## Instructions for the task
Repeat every line of the data verbatim.

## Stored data
++++
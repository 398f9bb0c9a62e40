use std::{net::SocketAddr, path::Path, sync::Arc};

use {
    axum::{
        Form, Router,
        extract::{Path as UrlPath, State},
        http::{StatusCode, header},
        response::{IntoResponse, Json, Response},
        routing::{get, post},
    },
    lexlinker_channels::deliver,
    lexlinker_config::LexlinkerConfig,
    lexlinker_sessions::ConversationIdentity,
    lexlinker_whatsapp::{empty_response, messaging_response},
    serde::Deserialize,
    serde_json::json,
    tower_http::trace::TraceLayer,
    tracing::{debug, error, info, warn},
};

use crate::{
    reply::{ReplyPlan, plan_reply},
    services::build_state,
    state::GatewayState,
};

/// Answer for failures whose detail stays in the logs.
const GENERIC_FAILURE: &str = "Error processing request";

// ── Shared app state ─────────────────────────────────────────────────────────

pub type AppState = Arc<GatewayState>;

// ── Server startup ───────────────────────────────────────────────────────────

/// Build the gateway router (shared between production startup and tests).
pub fn build_gateway_app(state: AppState) -> Router {
    let mut router = Router::new()
        .route("/health", get(health_handler))
        .route("/webhook", post(webhook_handler))
        .route("/clear_conversation", post(clear_conversation_handler));

    if state.debug_routes {
        router = router.route("/debug/conversation/{identity}", get(debug_conversation_handler));
    }

    router.layer(TraceLayer::new_for_http()).with_state(state)
}

/// Start the webhook server and serve until Ctrl-C.
pub async fn start_gateway(config: LexlinkerConfig, data_dir: &Path) -> anyhow::Result<()> {
    let state = build_state(&config, data_dir)?;
    let app = build_gateway_app(Arc::clone(&state));

    let addr: SocketAddr = format!("{}:{}", config.server.bind, config.server.port).parse()?;
    let listener = tokio::net::TcpListener::bind(addr).await?;
    info!(
        addr = %listener.local_addr()?,
        version = %state.version,
        chunk_limit = state.chunk_limit,
        outbound = state.outbound.as_ref().map_or("none", |o| o.channel_type()),
        debug_routes = state.debug_routes,
        "gateway listening"
    );

    axum::serve(listener, app)
        .with_graceful_shutdown(shutdown_signal())
        .await?;
    info!("gateway stopped");
    Ok(())
}

async fn shutdown_signal() {
    if let Err(e) = tokio::signal::ctrl_c().await {
        warn!(error = %e, "failed to listen for ctrl-c");
        std::future::pending::<()>().await;
    }
}

// ── Handlers ─────────────────────────────────────────────────────────────────

async fn health_handler(State(state): State<AppState>) -> impl IntoResponse {
    Json(json!({
        "status": "ok",
        "version": state.version,
    }))
}

/// Inbound message as posted by Twilio.
#[derive(Debug, Deserialize)]
struct InboundMessage {
    #[serde(rename = "From", default)]
    from: String,
    #[serde(rename = "Body", default)]
    body: String,
}

fn twiml(body: String) -> Response {
    ([(header::CONTENT_TYPE, "application/xml")], body).into_response()
}

async fn webhook_handler(
    State(state): State<AppState>,
    Form(inbound): Form<InboundMessage>,
) -> Response {
    debug!(from = %inbound.from, len = inbound.body.len(), "webhook received");
    let from = inbound.from.clone();

    // Detached so a carrier timeout cannot cancel the turn halfway.
    let turn = match state
        .orchestrator
        .run_detached(inbound.from, inbound.body)
        .await
    {
        Ok(turn) => turn,
        Err(e) => {
            error!(from = %from, error = %e, "pipeline task failed");
            return (StatusCode::INTERNAL_SERVER_ERROR, GENERIC_FAILURE).into_response();
        },
    };

    let plan = match plan_reply(&turn.reply, state.chunk_limit, state.outbound.is_some()) {
        Ok(plan) => plan,
        Err(e) => {
            error!(from = %from, error = %e, "cannot segment reply");
            return (StatusCode::INTERNAL_SERVER_ERROR, GENERIC_FAILURE).into_response();
        },
    };

    match (plan, state.outbound.clone()) {
        (ReplyPlan::Deliver(parts), Some(outbound)) => {
            let to = ConversationIdentity::parse(&from)
                .map(|id| id.as_str().to_string())
                .unwrap_or(from);
            info!(to = %to, parts = parts.len(), "delivering reply through outbound transport");
            tokio::spawn(async move {
                let report = deliver(outbound.as_ref(), &to, &parts).await;
                if !report.is_complete() {
                    warn!(
                        to = %to,
                        delivered = report.delivered,
                        total = report.total,
                        "reply delivery incomplete"
                    );
                }
            });
            twiml(empty_response())
        },
        (ReplyPlan::Deliver(parts), None) | (ReplyPlan::Inline(parts), _) => {
            twiml(messaging_response(&parts))
        },
    }
}

#[derive(Debug, Deserialize)]
struct ClearRequest {
    #[serde(default)]
    phone_number: Option<String>,
}

fn status_json(code: StatusCode, status: &str, message: impl Into<String>) -> Response {
    (code, Json(json!({ "status": status, "message": message.into() }))).into_response()
}

async fn clear_conversation_handler(
    State(state): State<AppState>,
    Form(request): Form<ClearRequest>,
) -> Response {
    let Some(phone_number) = request.phone_number.filter(|p| !p.trim().is_empty()) else {
        return status_json(StatusCode::BAD_REQUEST, "error", "phone_number is required");
    };
    let identity = match ConversationIdentity::parse(&phone_number) {
        Ok(identity) => identity,
        Err(e) => {
            return status_json(StatusCode::BAD_REQUEST, "error", e.to_string());
        },
    };

    match state.orchestrator.clear(&identity).await {
        Ok(()) => status_json(
            StatusCode::OK,
            "success",
            format!("Conversation cleared for {phone_number}"),
        ),
        Err(e) => {
            error!(identity = %identity, error = %e, "failed to clear conversation");
            status_json(
                StatusCode::INTERNAL_SERVER_ERROR,
                "error",
                "failed to clear conversation",
            )
        },
    }
}

async fn debug_conversation_handler(
    State(state): State<AppState>,
    UrlPath(raw): UrlPath<String>,
) -> Response {
    let identity = match ConversationIdentity::parse(&raw) {
        Ok(identity) => identity,
        Err(e) => {
            return (
                StatusCode::BAD_REQUEST,
                Json(json!({ "error": e.to_string(), "identity": raw })),
            )
                .into_response();
        },
    };

    match state.orchestrator.store().record(&identity).await {
        Ok(Some(record)) => Json(json!({
            "identity": identity,
            "key": identity.file_stem(),
            "message_count": record.conversation_history.len(),
            "record": record,
        }))
        .into_response(),
        Ok(None) => (
            StatusCode::NOT_FOUND,
            Json(json!({ "error": "no conversation", "identity": identity })),
        )
            .into_response(),
        Err(e) => {
            error!(identity = %identity, error = %e, "failed to read conversation");
            (
                StatusCode::INTERNAL_SERVER_ERROR,
                Json(json!({ "error": "failed to read conversation", "identity": identity })),
            )
                .into_response()
        },
    }
}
++++
## Reply
repository 398f9bb0c9a62e40
use std::{net::SocketAddr, path::Path, sync::Arc};

use {
    axum::{
        Form, Router,
        extract::{Path as UrlPath, State},
        http::{StatusCode, header},
        response::{IntoResponse, Json, Response},
        routing::{get, post},
    },
    lexlinker_channels::deliver,
    lexlinker_config::LexlinkerConfig,
    lexlinker_sessions::ConversationIdentity,
    lexlinker_whatsapp::{empty_response, messaging_response},
    serde::Deserialize,
    serde_json::json,
    tower_http::trace::TraceLayer,
    tracing::{debug, error, info, warn},
};

use crate::{
    reply::{ReplyPlan, plan_reply},
    services::build_state,
    state::GatewayState,
};

/// Answer for failures whose detail stays in the logs.
const GENERIC_FAILURE: &str = "Error processing request";

// ── Shared app state ─────────────────────────────────────────────────────────

pub type AppState = Arc<GatewayState>;

// ── Server startup ───────────────────────────────────────────────────────────

/// Build the gateway router (shared between production startup and tests).
pub fn build_gateway_app(state: AppState) -> Router {
    let mut router = Router::new()
        .route("/health", get(health_handler))
        .route("/webhook", post(webhook_handler))
        .route("/clear_conversation", post(clear_conversation_handler));

    if state.debug_routes {
        router = router.route("/debug/conversation/{identity}", get(debug_conversation_handler));
    }

    router.layer(TraceLayer::new_for_http()).with_state(state)
}

/// Start the webhook server and serve until Ctrl-C.
pub async fn start_gateway(config: LexlinkerConfig, data_dir: &Path) -> anyhow::Result<()> {
    let state = build_state(&config, data_dir)?;
    let app = build_gateway_app(Arc::clone(&state));

    let addr: SocketAddr = format!("{}:{}", config.server.bind, config.server.port).parse()?;
    let listener = tokio::net::TcpListener::bind(addr).await?;
    info!(
        addr = %listener.local_addr()?,
        version = %state.version,
        chunk_limit = state.chunk_limit,
        outbound = state.outbound.as_ref().map_or("none", |o| o.channel_type()),
        debug_routes = state.debug_routes,
        "gateway listening"
    );

    axum::serve(listener, app)
        .with_graceful_shutdown(shutdown_signal())
        .await?;
    info!("gateway stopped");
    Ok(())
}

async fn shutdown_signal() {
    if let Err(e) = tokio::signal::ctrl_c().await {
        warn!(error = %e, "failed to listen for ctrl-c");
        std::future::pending::<()>().await;
    }
}

// ── Handlers ─────────────────────────────────────────────────────────────────

async fn health_handler(State(state): State<AppState>) -> impl IntoResponse {
    Json(json!({
        "status": "ok",
        "version": state.version,
    }))
}

/// Inbound message as posted by Twilio.
#[derive(Debug, Deserialize)]
struct InboundMessage {
    #[serde(rename = "From", default)]
    from: String,
    #[serde(rename = "Body", default)]
    body: String,
}

fn twiml(body: String) -> Response {
    ([(header::CONTENT_TYPE, "application/xml")], body).into_response()
}

async fn webhook_handler(
    State(state): State<AppState>,
    Form(inbound): Form<InboundMessage>,
) -> Response {
    debug!(from = %inbound.from, len = inbound.body.len(), "webhook received");
    let from = inbound.from.clone();

    // Detached so a carrier timeout cannot cancel the turn halfway.
    let turn = match state
        .orchestrator
        .run_detached(inbound.from, inbound.body)
        .await
    {
        Ok(turn) => turn,
        Err(e) => {
            error!(from = %from, error = %e, "pipeline task failed");
            return (StatusCode::INTERNAL_SERVER_ERROR, GENERIC_FAILURE).into_response();
        },
    };

    let plan = match plan_reply(&turn.reply, state.chunk_limit, state.outbound.is_some()) {
        Ok(plan) => plan,
        Err(e) => {
            error!(from = %from, error = %e, "cannot segment reply");
            return (StatusCode::INTERNAL_SERVER_ERROR, GENERIC_FAILURE).into_response();
        },
    };

    match (plan, state.outbound.clone()) {
        (ReplyPlan::Deliver(parts), Some(outbound)) => {
            let to = ConversationIdentity::parse(&from)
                .map(|id| id.as_str().to_string())
                .unwrap_or(from);
            info!(to = %to, parts = parts.len(), "delivering reply through outbound transport");
            tokio::spawn(async move {
                let report = deliver(outbound.as_ref(), &to, &parts).await;
                if !report.is_complete() {
                    warn!(
                        to = %to,
                        delivered = report.delivered,
                        total = report.total,
                        "reply delivery incomplete"
                    );
                }
            });
            twiml(empty_response())
        },
        (ReplyPlan::Deliver(parts), None) | (ReplyPlan::Inline(parts), _) => {
            twiml(messaging_response(&parts))
        },
    }
}

#[derive(Debug, Deserialize)]
struct ClearRequest {
    #[serde(default)]
    phone_number: Option<String>,
}

fn status_json(code: StatusCode, status: &str, message: impl Into<String>) -> Response {
    (code, Json(json!({ "status": status, "message": message.into() }))).into_response()
}

async fn clear_conversation_handler(
    State(state): State<AppState>,
    Form(request): Form<ClearRequest>,
) -> Response {
    let Some(phone_number) = request.phone_number.filter(|p| !p.trim().is_empty()) else {
        return status_json(StatusCode::BAD_REQUEST, "error", "phone_number is required");
    };
    let identity = match ConversationIdentity::parse(&phone_number) {
        Ok(identity) => identity,
        Err(e) => {
            return status_json(StatusCode::BAD_REQUEST, "error", e.to_string());
        },
    };

    match state.orchestrator.clear(&identity).await {
        Ok(()) => status_json(
            StatusCode::OK,
            "success",
            format!("Conversation cleared for {phone_number}"),
        ),
        Err(e) => {
            error!(identity = %identity, error = %e, "failed to clear conversation");
            status_json(
                StatusCode::INTERNAL_SERVER_ERROR,
                "error",
                "failed to clear conversation",
            )
        },
    }
}

async fn debug_conversation_handler(
    State(state): State<AppState>,
    UrlPath(raw): UrlPath<String>,
) -> Response {
    let identity = match ConversationIdentity::parse(&raw) {
        Ok(identity) => identity,
        Err(e) => {
            return (
                StatusCode::BAD_REQUEST,
                Json(json!({ "error": e.to_string(), "identity": raw })),
            )
                .into_response();
        },
    };

    match state.orchestrator.store().record(&identity).await {
        Ok(Some(record)) => Json(json!({
            "identity": identity,
            "key": identity.file_stem(),
            "message_count": record.conversation_history.len(),
            "record": record,
        }))
        .into_response(),
        Ok(None) => (
            StatusCode::NOT_FOUND,
            Json(json!({ "error": "no conversation", "identity": identity })),
        )
            .into_response(),
        Err(e) => {
            error!(identity = %identity, error = %e, "failed to read conversation");
            (
                StatusCode::INTERNAL_SERVER_ERROR,
                Json(json!({ "error": "failed to read conversation", "identity": identity })),
            )
                .into_response()
        },
    }
}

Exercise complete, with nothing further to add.